#### [What is required]
In the entries below, every line with the string "WorkerGuard" is to be reported.

BEGIN

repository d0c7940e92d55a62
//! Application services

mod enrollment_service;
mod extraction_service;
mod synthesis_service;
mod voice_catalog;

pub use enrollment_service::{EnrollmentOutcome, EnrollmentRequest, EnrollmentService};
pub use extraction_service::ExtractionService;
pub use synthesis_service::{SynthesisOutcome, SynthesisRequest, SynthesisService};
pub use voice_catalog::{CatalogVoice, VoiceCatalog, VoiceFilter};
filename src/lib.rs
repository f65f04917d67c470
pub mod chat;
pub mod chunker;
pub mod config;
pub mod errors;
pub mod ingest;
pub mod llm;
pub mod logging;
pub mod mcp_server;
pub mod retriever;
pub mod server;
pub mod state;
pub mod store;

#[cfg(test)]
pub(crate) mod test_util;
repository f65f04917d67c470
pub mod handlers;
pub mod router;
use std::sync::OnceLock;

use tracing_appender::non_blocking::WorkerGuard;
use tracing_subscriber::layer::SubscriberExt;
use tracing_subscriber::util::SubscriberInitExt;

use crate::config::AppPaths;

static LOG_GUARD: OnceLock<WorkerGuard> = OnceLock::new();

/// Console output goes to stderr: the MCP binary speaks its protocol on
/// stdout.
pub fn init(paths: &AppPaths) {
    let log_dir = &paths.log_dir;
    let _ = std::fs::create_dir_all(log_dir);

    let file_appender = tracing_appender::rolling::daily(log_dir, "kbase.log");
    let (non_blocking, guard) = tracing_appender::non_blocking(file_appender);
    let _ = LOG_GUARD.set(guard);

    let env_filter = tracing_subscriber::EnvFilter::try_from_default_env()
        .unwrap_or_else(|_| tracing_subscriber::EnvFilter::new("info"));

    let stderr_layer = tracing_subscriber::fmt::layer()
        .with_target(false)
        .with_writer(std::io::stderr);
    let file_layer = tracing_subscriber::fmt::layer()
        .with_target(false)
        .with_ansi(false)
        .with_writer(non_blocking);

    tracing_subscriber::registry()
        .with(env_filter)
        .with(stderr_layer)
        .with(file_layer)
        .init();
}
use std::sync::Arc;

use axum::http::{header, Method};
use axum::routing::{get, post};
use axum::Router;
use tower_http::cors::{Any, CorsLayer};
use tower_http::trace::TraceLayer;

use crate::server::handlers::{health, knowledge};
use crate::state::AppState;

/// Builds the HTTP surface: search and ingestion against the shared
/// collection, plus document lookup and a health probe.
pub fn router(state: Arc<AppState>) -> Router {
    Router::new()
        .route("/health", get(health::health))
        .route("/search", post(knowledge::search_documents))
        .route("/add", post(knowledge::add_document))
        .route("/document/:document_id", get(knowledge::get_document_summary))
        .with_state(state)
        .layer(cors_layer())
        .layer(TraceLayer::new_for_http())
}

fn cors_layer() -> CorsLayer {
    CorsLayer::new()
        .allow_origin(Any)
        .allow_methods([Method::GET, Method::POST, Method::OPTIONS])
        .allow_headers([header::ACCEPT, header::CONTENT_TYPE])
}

END
BEGIN

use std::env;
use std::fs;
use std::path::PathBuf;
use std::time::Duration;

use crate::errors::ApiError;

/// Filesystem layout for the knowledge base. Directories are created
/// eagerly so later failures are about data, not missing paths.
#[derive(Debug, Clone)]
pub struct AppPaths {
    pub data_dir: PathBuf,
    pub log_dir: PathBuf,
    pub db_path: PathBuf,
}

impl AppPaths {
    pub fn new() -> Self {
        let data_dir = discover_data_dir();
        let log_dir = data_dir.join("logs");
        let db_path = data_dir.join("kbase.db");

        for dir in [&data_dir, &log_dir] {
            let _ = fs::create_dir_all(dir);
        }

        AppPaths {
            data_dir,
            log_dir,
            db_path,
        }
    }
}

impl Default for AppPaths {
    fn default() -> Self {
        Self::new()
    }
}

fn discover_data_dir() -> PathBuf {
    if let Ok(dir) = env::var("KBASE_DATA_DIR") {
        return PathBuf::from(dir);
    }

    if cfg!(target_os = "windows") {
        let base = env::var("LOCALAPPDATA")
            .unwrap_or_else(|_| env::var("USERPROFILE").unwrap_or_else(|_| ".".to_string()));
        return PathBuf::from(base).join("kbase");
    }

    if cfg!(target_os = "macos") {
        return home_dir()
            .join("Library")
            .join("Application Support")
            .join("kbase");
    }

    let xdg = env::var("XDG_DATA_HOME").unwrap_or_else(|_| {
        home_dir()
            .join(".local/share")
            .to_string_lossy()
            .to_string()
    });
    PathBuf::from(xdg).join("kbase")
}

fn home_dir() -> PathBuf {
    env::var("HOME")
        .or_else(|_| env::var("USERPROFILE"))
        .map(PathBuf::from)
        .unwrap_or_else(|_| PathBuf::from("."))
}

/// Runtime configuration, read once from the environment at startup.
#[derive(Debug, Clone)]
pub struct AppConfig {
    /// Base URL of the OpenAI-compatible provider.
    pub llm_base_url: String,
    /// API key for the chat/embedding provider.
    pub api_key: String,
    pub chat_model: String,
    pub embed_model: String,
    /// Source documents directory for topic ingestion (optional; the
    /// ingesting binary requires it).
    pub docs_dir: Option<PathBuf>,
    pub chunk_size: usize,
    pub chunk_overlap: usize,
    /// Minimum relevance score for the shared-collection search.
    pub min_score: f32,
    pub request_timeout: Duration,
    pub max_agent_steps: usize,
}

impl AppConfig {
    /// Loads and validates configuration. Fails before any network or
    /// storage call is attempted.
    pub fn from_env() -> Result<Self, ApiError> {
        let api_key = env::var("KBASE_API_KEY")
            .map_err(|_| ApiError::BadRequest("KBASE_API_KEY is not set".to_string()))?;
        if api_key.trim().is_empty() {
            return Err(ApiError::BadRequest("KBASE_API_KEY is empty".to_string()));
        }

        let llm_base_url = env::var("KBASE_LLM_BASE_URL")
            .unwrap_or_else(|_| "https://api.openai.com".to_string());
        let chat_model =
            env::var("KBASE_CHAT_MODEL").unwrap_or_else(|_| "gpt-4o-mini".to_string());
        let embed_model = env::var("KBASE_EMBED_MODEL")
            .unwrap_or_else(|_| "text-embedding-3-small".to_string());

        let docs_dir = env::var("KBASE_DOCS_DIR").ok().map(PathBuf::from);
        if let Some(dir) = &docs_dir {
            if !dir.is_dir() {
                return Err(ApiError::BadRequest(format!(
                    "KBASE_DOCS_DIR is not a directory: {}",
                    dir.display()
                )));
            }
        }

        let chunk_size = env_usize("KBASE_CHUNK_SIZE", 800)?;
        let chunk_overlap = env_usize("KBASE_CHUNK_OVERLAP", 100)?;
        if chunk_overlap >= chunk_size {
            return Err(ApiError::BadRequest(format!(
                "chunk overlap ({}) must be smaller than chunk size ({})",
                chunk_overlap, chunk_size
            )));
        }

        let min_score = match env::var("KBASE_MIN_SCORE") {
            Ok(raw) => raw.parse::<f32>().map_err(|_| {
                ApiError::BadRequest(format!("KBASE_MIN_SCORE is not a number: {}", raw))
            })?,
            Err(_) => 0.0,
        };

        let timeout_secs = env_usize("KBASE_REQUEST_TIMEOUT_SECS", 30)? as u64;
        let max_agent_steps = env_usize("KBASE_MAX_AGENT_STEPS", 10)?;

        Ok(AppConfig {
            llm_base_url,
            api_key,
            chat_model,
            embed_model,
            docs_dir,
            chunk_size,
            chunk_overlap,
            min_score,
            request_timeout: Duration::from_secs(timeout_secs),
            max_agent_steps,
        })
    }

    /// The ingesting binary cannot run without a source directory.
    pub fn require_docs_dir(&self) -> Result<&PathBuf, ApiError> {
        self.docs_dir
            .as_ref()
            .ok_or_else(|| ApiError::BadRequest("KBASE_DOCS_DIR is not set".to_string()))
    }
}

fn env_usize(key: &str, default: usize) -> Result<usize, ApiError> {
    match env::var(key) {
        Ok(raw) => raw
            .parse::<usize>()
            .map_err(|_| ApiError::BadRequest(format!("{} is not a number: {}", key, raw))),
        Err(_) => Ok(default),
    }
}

END

#### [Result]
use tracing_appender::non_blocking::WorkerGuard;
static LOG_GUARD: OnceLock<WorkerGuard> = OnceLock::new();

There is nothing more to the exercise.